L’analyse procédera de manière chronologique et thématique, en commençant par les origines narratives dans la littérature apocryphe ancienne, en retraçant le développement historique et liturgique de la fête, en disséquant les arguments théologiques des Pères de l’Église, en fournissant une exégèse détaillée de la Constitution apostolique Munificentissimus Deus de 1950, et enfin, en explorant la profonde signification spirituelle du dogme et sa place dans le paysage œcuménique.

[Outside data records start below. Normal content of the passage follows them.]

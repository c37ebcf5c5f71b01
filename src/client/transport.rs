use async_trait::async_trait;
use log::{debug, warn};
use reqwest::Client;
use std::time::Duration;

use crate::client::status::TransportStatus;
use crate::errors::{FeedHubError, Result};

/// 一次 GET 请求的描述
#[derive(Debug, Clone, PartialEq, Eq)]
pub struct Request {
    pub endpoint: String,
    pub path: String,
    pub query: Vec<(String, String)>,
    pub headers: Vec<(String, String)>,
    // 这些查询参数的值不会出现在日志中
    secret_keys: Vec<String>,
}

impl Request {
    pub fn get(endpoint: &str, path: &str) -> Self {
        Self {
            endpoint: endpoint.trim_end_matches('/').to_string(),
            path: path.to_string(),
            query: Vec::new(),
            headers: Vec::new(),
            secret_keys: Vec::new(),
        }
    }

    pub fn query(mut self, key: &str, value: impl ToString) -> Self {
        self.query.push((key.to_string(), value.to_string()));
        self
    }

    /// 与 `query` 相同，但日志中以 `{API key}` 代替
    pub fn secret_query(mut self, key: &str, value: &str) -> Self {
        self.secret_keys.push(key.to_string());
        self.query(key, value)
    }

    pub fn header(mut self, key: &str, value: &str) -> Self {
        self.headers.push((key.to_string(), value.to_string()));
        self
    }

    pub fn url(&self) -> String {
        format!("{}{}", self.endpoint, self.path)
    }

    pub fn query_value(&self, key: &str) -> Option<&str> {
        self.query.iter().find(|(k, _)| k == key).map(|(_, v)| v.as_str())
    }

    /// 可安全打印的完整 URL
    pub fn redacted(&self) -> String {
        let query: Vec<String> = self
            .query
            .iter()
            .map(|(k, v)| {
                if self.secret_keys.contains(k) {
                    format!("{}={{API key}}", k)
                } else {
                    format!("{}={}", k, v)
                }
            })
            .collect();
        if query.is_empty() {
            self.url()
        } else {
            format!("{}?{}", self.url(), query.join("&"))
        }
    }
}

/// 传输层返回的响应：状态码与响应体
#[derive(Debug, Clone, PartialEq, Eq)]
pub struct Response {
    pub status: u16,
    pub body: Vec<u8>,
    // 响应体超过上限时为 true，此时 body 为空
    pub oversized: bool,
}

impl Response {
    pub fn new(status: u16, body: Vec<u8>) -> Self {
        Self {
            status,
            body,
            oversized: false,
        }
    }

    pub fn oversized(status: u16) -> Self {
        Self {
            status,
            body: Vec::new(),
            oversized: true,
        }
    }
}

/// Performs one GET attempt. Implementations must not reuse connections
/// across attempts.
#[async_trait]
pub trait Transport: Send + Sync {
    async fn get(&self, request: &Request) -> std::result::Result<Response, TransportStatus>;
}

/// 基于 reqwest 的传输层，每次尝试新建客户端
///
/// 响应体按块读取，超过 `max_body_bytes` 立即停止读取。
pub struct HttpTransport {
    connect_timeout: Duration,
    response_timeout: Duration,
    max_body_bytes: usize,
    user_agent: String,
}

impl HttpTransport {
    pub fn new(connect_timeout: Duration, response_timeout: Duration, max_body_bytes: usize) -> Self {
        Self {
            connect_timeout,
            response_timeout,
            max_body_bytes,
            user_agent: format!("feedhub/{}", env!("CARGO_PKG_VERSION")),
        }
    }

    fn build_client(&self) -> Result<Client> {
        Client::builder()
            .connect_timeout(self.connect_timeout)
            .timeout(self.connect_timeout + self.response_timeout)
            .pool_max_idle_per_host(0)
            .user_agent(self.user_agent.clone())
            .build()
            .map_err(FeedHubError::RequestError)
    }
}

fn classify(err: &reqwest::Error) -> TransportStatus {
    if err.is_timeout() {
        TransportStatus::ReadTimeout
    } else if err.is_connect() {
        TransportStatus::ConnectionRefused
    } else if err.is_body() || err.is_decode() || err.is_request() {
        TransportStatus::ConnectionLost
    } else {
        TransportStatus::Other
    }
}

#[async_trait]
impl Transport for HttpTransport {
    async fn get(&self, request: &Request) -> std::result::Result<Response, TransportStatus> {
        let client = self.build_client().map_err(|e| {
            debug!("Failed to build HTTP client: {}", e);
            TransportStatus::Other
        })?;

        let mut builder = client.get(request.url()).query(&request.query);
        for (key, value) in &request.headers {
            builder = builder.header(key.as_str(), value.as_str());
        }

        let mut response = builder.send().await.map_err(|e| classify(&e))?;
        let status = response.status().as_u16();
        // 非 200 的响应体不需要
        if status != 200 {
            return Ok(Response::new(status, Vec::new()));
        }

        if let Some(declared) = response.content_length() {
            if declared > self.max_body_bytes as u64 {
                warn!(
                    "{} declares {} bytes, limit is {}",
                    request.url(),
                    declared,
                    self.max_body_bytes
                );
                return Ok(Response::oversized(status));
            }
        }

        let mut body = Vec::new();
        while let Some(chunk) = response.chunk().await.map_err(|e| classify(&e))? {
            if body.len() + chunk.len() > self.max_body_bytes {
                warn!(
                    "{} body exceeds {} bytes, abandoning",
                    request.url(),
                    self.max_body_bytes
                );
                return Ok(Response::oversized(status));
            }
            body.extend_from_slice(&chunk);
        }
        debug!("Received {} bytes from {}", body.len(), request.url());

        Ok(Response::new(status, body))
    }
}
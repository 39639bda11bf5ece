//! # Mailflow
//!
//! Mailflow is a mail-routed graph execution engine for agent workflows.
//! Cooperating executor actors traverse a directed workflow graph by
//! exchanging addressed mail. They evaluate edge conditions, fork parallel
//! branches on fan-out, merge tool and directive nodes into action nodes,
//! and detect termination by counting ended branches.
//!
//! ## Core Pieces
//!
//! - **Graph**: nodes, edges with optional conditions, bundle edges for tools and directives
//! - **Mail routing**: per-actor mailboxes and a two-phase `MailManager`
//! - **Executors**: a `GraphExecutor` that owns the graph and a `BranchForkingExecutor` that runs the branches
//! - **Agent**: both executors and their mail manager under one driving loop
//!
//! ## Quick Start
//!
//! ```rust,ignore
//! use mailflow::{AgentBuilder, GraphModel};
//!
//! let model = GraphModel::from_json(json_str)?;
//! let agent = AgentBuilder::new().processor(my_processor).build_from_model(&model)?;
//! let responses = agent.execute(serde_json::json!({"topic": "rust"})).await?;
//! ```

mod agent;
mod builder;
mod common;
mod config;
mod error;
mod executor;
mod graph;
mod mail;
mod model;
mod runtime;
mod utils;

use std::sync::{Arc, RwLock};

pub use agent::{Agent, OutputParser, run_nested};
pub use builder::AgentBuilder;
pub use common::{Queue, Shutdown, Vars};
pub use config::Config;
pub use error::MailflowError;
pub use executor::{BranchExecutor, BranchForkingExecutor, Executor, GraphExecutor};
pub use graph::*;
pub use mail::*;
pub use model::*;
pub use runtime::*;

/// Result type alias for Mailflow operations.
pub type Result<T> = std::result::Result<T, MailflowError>;

/// Thread-safe shared lock wrapper using Arc<RwLock<T>>.
pub(crate) type ShareLock<T> = Arc<RwLock<T>>;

- I. Les origines de la croyance : le silence canonique et la voix des apocryphes
- II. Le développement Historique et Liturgique : De la Dormitio à l'Assomption
- III. La proclamation dogmatique : analyse de la Constitution apostolique Munificentissimus Deus
- IV. Le sens théologique et spirituel du dogme
- V. Perspectives œcuméniques et dialogues
- VI. L'expression iconographique : théologie en couleurs
I. Les origines de la croyance : le silence canonique et la voix des apocryphes
Le silence des Écritures canoniques
Toute étude sur l’Assomption de Marie doit commencer par la reconnaissance d’une absence notable : le Nouveau Testament ne contient aucun récit de la fin de la vie terrestre de la Vierge Marie. La dernière mention explicite de sa présence se trouve dans les Actes des Apôtres, où elle est décrite en prière avec les disciples dans le Cénacle, en attente de la Pentecôte. Ce silence scripturaire n’est pas une réfutation de la croyance ; il constitue plutôt le terrain fertile sur lequel les traditions ultérieures ont germé, cherchant à combler une lacune narrative et à répondre à la piété et à la curiosité théologique des fidèles qui s’interrogeaient sur le sort final de la Mère de Dieu.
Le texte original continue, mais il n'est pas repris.